4. Theme 3: Visual prosody in the pragmatics of sign languages
Two papers in this special issue deal with the pragmatics of sign languages and how pragmatic meanings are expressed through visual prosody. First, Cruz and Frota (Reference Cruz and Frota2025) compared differences and commonalities in how spoken and sign languages use visual correlates of prosodic meaning in the context of question marking. They tested 5 deaf users of Portuguese Sign Language (LGP) and 5 speakers of the spoken modality of European Portuguese (EP), analysing their use of head lowering and eyebrow movements. The results showed that the kinematic features of head movements differ between LGP and EP. That is, LGP participants utilized larger head-falling movements – and distinct movement shapes – to distinguish questions from statements. Conversely, in EP, these kinematic parameters were not so distinct between speech act types, revealing that visual cues are secondary in the spoken modality. This dynamic interaction was also observed across movement types: when participants produced eyebrow movements, there was a decrease in the amplitude of the head lowering movement. Second, Karabüklü and Gürer (Reference Karabüklü and Gürer2024) also explored visual correlates of prosody in sign languages but studied a different type of meaning: discourse focus. They tested 20 deaf users of Turkish Sign Language in an elicitation paradigm in which participants had to respond to target questions that were specifically created to elicit responses with different focus types and different syntactic positions of the focalized element. The authors found that participants used lengthening of the manual signals to mark contrastive focus (and to a lesser extent also to mark presentational focus). Contrary to previous studies in other sign languages, they found no evidence that Turkish Sign Language uses nonmanual markers as a prosodic strategy to mark focus. These results are interesting because they reveal cross-language variation in the prosodic strategies that sign languages use to highlight discourse elements and suggest that these strategies need not involve nonmanual signs.
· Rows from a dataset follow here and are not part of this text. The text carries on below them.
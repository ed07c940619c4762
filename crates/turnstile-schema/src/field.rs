//! Field specifications: type, writability, exposure, and per-field
//! validation rules.

use regex::Regex;
use serde_json::Value;

use turnstile_core::ValidationErrors;
use turnstile_query::FieldType;

/// A semantic validation rule applied to one field's value.
#[derive(Debug, Clone)]
pub enum FieldValidator {
    /// Minimum string length in characters.
    MinLength(usize),
    /// Maximum string length in characters.
    MaxLength(usize),
    /// Value must match the regular expression.
    Pattern(Regex),
    /// Value must be one of the listed strings.
    OneOf(Vec<String>),
}

impl FieldValidator {
    /// Checks a value already known to be of the field's declared type,
    /// recording any failure against `field` in `errors`.
    fn check(&self, field: &str, value: &Value, errors: &mut ValidationErrors) {
        match self {
            Self::MinLength(min) => {
                if let Some(s) = value.as_str()
                    && s.chars().count() < *min
                {
                    errors.add(field, format!("must be at least {min} characters"));
                }
            }
            Self::MaxLength(max) => {
                if let Some(s) = value.as_str()
                    && s.chars().count() > *max
                {
                    errors.add(field, format!("must be at most {max} characters"));
                }
            }
            Self::Pattern(pattern) => {
                if let Some(s) = value.as_str()
                    && !pattern.is_match(s)
                {
                    errors.add(field, format!("must match pattern {}", pattern.as_str()));
                }
            }
            Self::OneOf(allowed) => {
                let ok = value
                    .as_str()
                    .is_some_and(|s| allowed.iter().any(|a| a == s));
                if !ok {
                    errors.add(field, format!("must be one of: {}", allowed.join(", ")));
                }
            }
        }
    }
}

/// Specification of one resource field.
#[derive(Debug, Clone)]
pub struct FieldSpec {
    pub(crate) name: String,
    pub(crate) field_type: FieldType,
    pub(crate) writable: bool,
    pub(crate) exposed: bool,
    pub(crate) required_on_create: bool,
    pub(crate) persisted: bool,
    pub(crate) secret: bool,
    pub(crate) validators: Vec<FieldValidator>,
}

impl FieldSpec {
    fn new(name: impl Into<String>, field_type: FieldType) -> Self {
        Self {
            name: name.into(),
            field_type,
            writable: true,
            exposed: true,
            required_on_create: false,
            persisted: true,
            secret: false,
            validators: Vec::new(),
        }
    }

    /// A writable, exposed string field.
    #[must_use]
    pub fn string(name: impl Into<String>) -> Self {
        Self::new(name, FieldType::String)
    }

    /// A writable, exposed integer field.
    #[must_use]
    pub fn integer(name: impl Into<String>) -> Self {
        Self::new(name, FieldType::Integer)
    }

    /// A writable, exposed boolean field.
    #[must_use]
    pub fn boolean(name: impl Into<String>) -> Self {
        Self::new(name, FieldType::Boolean)
    }

    /// A writable, exposed RFC 3339 timestamp field.
    #[must_use]
    pub fn timestamp(name: impl Into<String>) -> Self {
        Self::new(name, FieldType::Timestamp)
    }

    /// A secret string field: never exposed, hashed one-way before the
    /// change-set reaches persistence.
    #[must_use]
    pub fn secret(name: impl Into<String>) -> Self {
        let mut spec = Self::new(name, FieldType::String);
        spec.secret = true;
        spec.exposed = false;
        spec
    }

    /// The field must be present when creating an entity.
    #[must_use]
    pub fn required(mut self) -> Self {
        self.required_on_create = true;
        self
    }

    /// The field is server-generated: payloads naming it are rejected.
    #[must_use]
    pub fn read_only(mut self) -> Self {
        self.writable = false;
        self
    }

    /// The field is accepted and validated but never stored (confirmation
    /// fields).
    #[must_use]
    pub fn ephemeral(mut self) -> Self {
        self.persisted = false;
        self.exposed = false;
        self
    }

    /// The field is stored but excluded from wire output.
    #[must_use]
    pub fn internal_only(mut self) -> Self {
        self.exposed = false;
        self
    }

    /// Attaches a validation rule.
    #[must_use]
    pub fn validate(mut self, validator: FieldValidator) -> Self {
        self.validators.push(validator);
        self
    }

    #[must_use]
    pub fn name(&self) -> &str {
        &self.name
    }

    #[must_use]
    pub fn is_exposed(&self) -> bool {
        self.exposed
    }

    /// Type-checks a payload value, then runs the field's validators.
    /// All failures accumulate into `errors`.
    pub(crate) fn check_value(&self, value: &Value, errors: &mut ValidationErrors) {
        let type_ok = match self.field_type {
            FieldType::String => value.is_string(),
            FieldType::Integer => value.as_i64().is_some(),
            FieldType::Boolean => value.is_boolean(),
            FieldType::Timestamp => value
                .as_str()
                .is_some_and(|s| turnstile_core::parse_rfc3339(s).is_ok()),
        };
        if !type_ok {
            errors.add(&self.name, format!("must be a {}", self.field_type));
            return;
        }
        for validator in &self.validators {
            validator.check(&self.name, value, errors);
        }
    }
}

#[cfg(test)]
mod tests {
    use super::*;
    use serde_json::json;

    fn errors_for(spec: &FieldSpec, value: Value) -> ValidationErrors {
        let mut errors = ValidationErrors::new();
        spec.check_value(&value, &mut errors);
        errors
    }

    #[test]
    fn test_type_check() {
        let spec = FieldSpec::integer("views");
        assert!(errors_for(&spec, json!(3)).is_empty());
        assert!(!errors_for(&spec, json!("three")).is_empty());
        assert!(!errors_for(&spec, json!(3.5)).is_empty());
        assert!(!errors_for(&spec, json!(null)).is_empty());
    }

    #[test]
    fn test_timestamp_check() {
        let spec = FieldSpec::timestamp("published_at");
        assert!(errors_for(&spec, json!("2024-01-01T00:00:00Z")).is_empty());
        assert!(!errors_for(&spec, json!("yesterday")).is_empty());
        assert!(!errors_for(&spec, json!(1704067200)).is_empty());
    }

    #[test]
    fn test_length_validators_accumulate() {
        let spec = FieldSpec::string("username")
            .validate(FieldValidator::MinLength(3))
            .validate(FieldValidator::Pattern(Regex::new("^[a-z]+$").unwrap()));

        let errors = errors_for(&spec, json!("A"));
        // Both rules failed, both messages recorded.
        assert_eq!(errors.get("username").unwrap().len(), 2);
    }

    #[test]
    fn test_one_of() {
        let spec = FieldSpec::string("status").validate(FieldValidator::OneOf(vec![
            "draft".to_string(),
            "published".to_string(),
        ]));
        assert!(errors_for(&spec, json!("draft")).is_empty());
        assert!(!errors_for(&spec, json!("archived")).is_empty());
    }

    #[test]
    fn test_type_failure_skips_validators() {
        let spec = FieldSpec::string("name").validate(FieldValidator::MinLength(100));
        let errors = errors_for(&spec, json!(7));
        assert_eq!(errors.get("name").unwrap().len(), 1);
    }

    #[test]
    fn test_secret_is_never_exposed() {
        let spec = FieldSpec::secret("password");
        assert!(!spec.is_exposed());
    }
}
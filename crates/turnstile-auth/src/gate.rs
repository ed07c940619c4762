//! Permission Gate: per-action access decisions over resolved identities.
//!
//! Rules are registered explicitly per `(resource, action)` pair. The gate
//! is default-deny: a pair with no rule never proceeds. Failing with
//! `Forbidden` requires a known identity; anonymous callers hitting a
//! protected action fail with `Unauthenticated` instead, since no rights can
//! be attributed to them.

use std::collections::HashMap;

use turnstile_core::{Action, PipelineError, Result};

use crate::identity::Identity;

/// Access rule for one `(resource, action)` pair.
#[derive(Debug, Clone, PartialEq, Eq)]
pub enum AccessRule {
    /// Anyone may proceed, credential or not.
    AllowAnonymous,
    /// Any resolved identity may proceed.
    Authenticated,
    /// Only identities holding the named role may proceed.
    Role(String),
    /// The target entity's owner, or any identity holding the named elevated
    /// role, may proceed. With no target entity in scope (e.g. create), this
    /// behaves like [`Authenticated`]: the caller becomes the owner. An
    /// entity that exists but has no recorded owner can only be acted on
    /// with the elevated role.
    OwnerOrRole(String),
}

/// The entity a permission check applies to.
///
/// `None` (list, create) and an entity without a recorded owner are distinct
/// cases: the first grants ownership-to-be, the second grants nothing.
#[derive(Debug, Clone, Copy, PartialEq, Eq)]
pub enum Target<'a> {
    /// No specific entity is in scope.
    None,
    /// A specific entity, with its owner id if one is recorded.
    Entity(Option<&'a str>),
}

/// Default-deny rule table keyed by `(resource, action)`.
#[derive(Debug, Clone, Default)]
pub struct PermissionGate {
    rules: HashMap<(String, Action), AccessRule>,
}

impl PermissionGate {
    #[must_use]
    pub fn new() -> Self {
        Self::default()
    }

    /// Registers a rule for a `(resource, action)` pair.
    #[must_use]
    pub fn rule(mut self, resource: impl Into<String>, action: Action, rule: AccessRule) -> Self {
        self.rules.insert((resource.into(), action), rule);
        self
    }

    /// Returns `true` if the pair explicitly allows anonymous access.
    #[must_use]
    pub fn allows_anonymous(&self, resource: &str, action: Action) -> bool {
        matches!(
            self.rules.get(&(resource.to_string(), action)),
            Some(AccessRule::AllowAnonymous)
        )
    }

    /// Decides whether `identity` may perform `action` on `resource`.
    ///
    /// `target` names the specific entity being acted on, when one is in
    /// scope. Must be called strictly after credential resolution and before
    /// any entity read or write.
    pub fn check(
        &self,
        identity: Option<&Identity>,
        resource: &str,
        action: Action,
        target: Target<'_>,
    ) -> Result<()> {
        let rule = self.rules.get(&(resource.to_string(), action));

        let Some(rule) = rule else {
            // Default-deny.
            tracing::debug!(resource, %action, "no access rule registered");
            return match identity {
                Some(_) => Err(PipelineError::forbidden(resource, action.to_string())),
                None => Err(PipelineError::Unauthenticated),
            };
        };

        match rule {
            AccessRule::AllowAnonymous => Ok(()),
            AccessRule::Authenticated => match identity {
                Some(_) => Ok(()),
                None => Err(PipelineError::Unauthenticated),
            },
            AccessRule::Role(role) => match identity {
                Some(identity) if identity.has_role(role) => Ok(()),
                Some(_) => Err(PipelineError::forbidden(resource, action.to_string())),
                None => Err(PipelineError::Unauthenticated),
            },
            AccessRule::OwnerOrRole(role) => {
                let Some(identity) = identity else {
                    return Err(PipelineError::Unauthenticated);
                };
                if identity.has_role(role) {
                    return Ok(());
                }
                match target {
                    // No target in scope: the caller will own what it creates.
                    Target::None => Ok(()),
                    Target::Entity(Some(owner)) if owner == identity.id => Ok(()),
                    // An existing entity, ownerless or owned by someone else.
                    Target::Entity(_) => {
                        Err(PipelineError::forbidden(resource, action.to_string()))
                    }
                }
            }
        }
    }
}

#[cfg(test)]
mod tests {
    use super::*;

    fn gate() -> PermissionGate {
        PermissionGate::new()
            .rule("posts", Action::List, AccessRule::AllowAnonymous)
            .rule("posts", Action::Read, AccessRule::AllowAnonymous)
            .rule("posts", Action::Create, AccessRule::Authenticated)
            .rule("posts", Action::Update, AccessRule::OwnerOrRole("admin".to_string()))
            .rule("posts", Action::Delete, AccessRule::OwnerOrRole("admin".to_string()))
            .rule("users", Action::List, AccessRule::Role("admin".to_string()))
    }

    #[test]
    fn test_default_deny_without_rule() {
        let gate = gate();
        let identity = Identity::new("user-1");

        let err = gate
            .check(Some(&identity), "comments", Action::List, Target::None)
            .unwrap_err();
        assert!(matches!(err, PipelineError::Forbidden { .. }));

        let err = gate.check(None, "comments", Action::List, Target::None).unwrap_err();
        assert!(matches!(err, PipelineError::Unauthenticated));
    }

    #[test]
    fn test_allow_anonymous() {
        let gate = gate();
        assert!(gate.check(None, "posts", Action::List, Target::None).is_ok());
        assert!(gate.allows_anonymous("posts", Action::List));
        assert!(!gate.allows_anonymous("posts", Action::Create));
    }

    #[test]
    fn test_anonymous_write_is_unauthenticated() {
        let gate = gate();
        let err = gate.check(None, "posts", Action::Create, Target::None).unwrap_err();
        assert!(matches!(err, PipelineError::Unauthenticated));
    }

    #[test]
    fn test_authenticated_rule() {
        let gate = gate();
        let identity = Identity::new("user-1");
        assert!(gate.check(Some(&identity), "posts", Action::Create, Target::None).is_ok());
    }

    #[test]
    fn test_role_rule() {
        let gate = gate();
        let admin = Identity::new("admin-1").with_role("admin");
        let user = Identity::new("user-1");

        assert!(gate.check(Some(&admin), "users", Action::List, Target::None).is_ok());

        let err = gate
            .check(Some(&user), "users", Action::List, Target::None)
            .unwrap_err();
        assert!(matches!(err, PipelineError::Forbidden { .. }));
    }

    #[test]
    fn test_owner_may_mutate_own_entity() {
        let gate = gate();
        let owner = Identity::new("user-1");

        assert!(
            gate.check(Some(&owner), "posts", Action::Update, Target::Entity(Some("user-1")))
                .is_ok()
        );
    }

    #[test]
    fn test_non_owner_is_forbidden() {
        let gate = gate();
        let intruder = Identity::new("user-2");

        let err = gate
            .check(Some(&intruder), "posts", Action::Update, Target::Entity(Some("user-1")))
            .unwrap_err();
        assert!(matches!(err, PipelineError::Forbidden { .. }));
    }

    #[test]
    fn test_elevated_role_overrides_ownership() {
        let gate = gate();
        let admin = Identity::new("admin-1").with_role("admin");

        assert!(
            gate.check(Some(&admin), "posts", Action::Delete, Target::Entity(Some("user-1")))
                .is_ok()
        );
    }

    #[test]
    fn test_owner_rule_without_target_allows_authenticated() {
        let gate = gate();
        let identity = Identity::new("user-1");
        assert!(gate.check(Some(&identity), "posts", Action::Update, Target::None).is_ok());
    }

    #[test]
    fn test_ownerless_entity_denied_without_elevated_role() {
        let gate = gate();
        let identity = Identity::new("user-1");

        // An entity that exists but has no owner is not up for grabs.
        let err = gate
            .check(Some(&identity), "posts", Action::Update, Target::Entity(None))
            .unwrap_err();
        assert!(matches!(err, PipelineError::Forbidden { .. }));

        let admin = Identity::new("admin-1").with_role("admin");
        assert!(
            gate.check(Some(&admin), "posts", Action::Update, Target::Entity(None))
                .is_ok()
        );
    }
}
5. Conclusions, future directions and challenges
In summary, the evidence presented in the papers of this special issue supports a reconceptualization of prosody as a phenomenon that is realized through diverse sensory modalities (auditory, visual and even potentially tactile – as shown in Franken et al., Reference Franken, Liu and Ostry2022) in spoken and sign languages. A compelling indicator of the evolving nature of this emerging field is the rich variety of terms that have been used to discuss these phenomena, both in this special issue and in the field in general. The reader will notice that these terms are sometimes synonymous or sometimes overlapping. The term ‘Multimodal Prosody’ is used by many papers of this special issue, while some researchers have preferred the term ‘Audiovisual Prosody’ (a term initially introduced by Swerts & Krahmer, Reference Swerts and Krahmer2005). Both terms refer to the same phenomena, but the latter emphasizes the different sensory channels through which prosody is perceived. Other researchers use ‘cross-modal’ or ‘multi-channel’ to talk about the gesture-speech coordination or the way spoken prosodic and gestural events synchronize during speech. Recently, Prieto et al. (Reference Prieto, Estee-Gibert and Shattuck-Hufnagel2024) have advanced this discussion by introducing the concept ‘Modality-Neutral Prosody’, which allows for the consideration of the prosodic component of language as non-specific (or ‘neutral’) to any sensory channel (auditory, visual, tactile) or language modality (spoken or sign language). Irrespective of the terminology adopted, it is evident that prosody can no longer be conceptualized solely as an aspect of the acoustic speech signal; rather, it is an integrated, multi-sensory pillar of the human linguistic system.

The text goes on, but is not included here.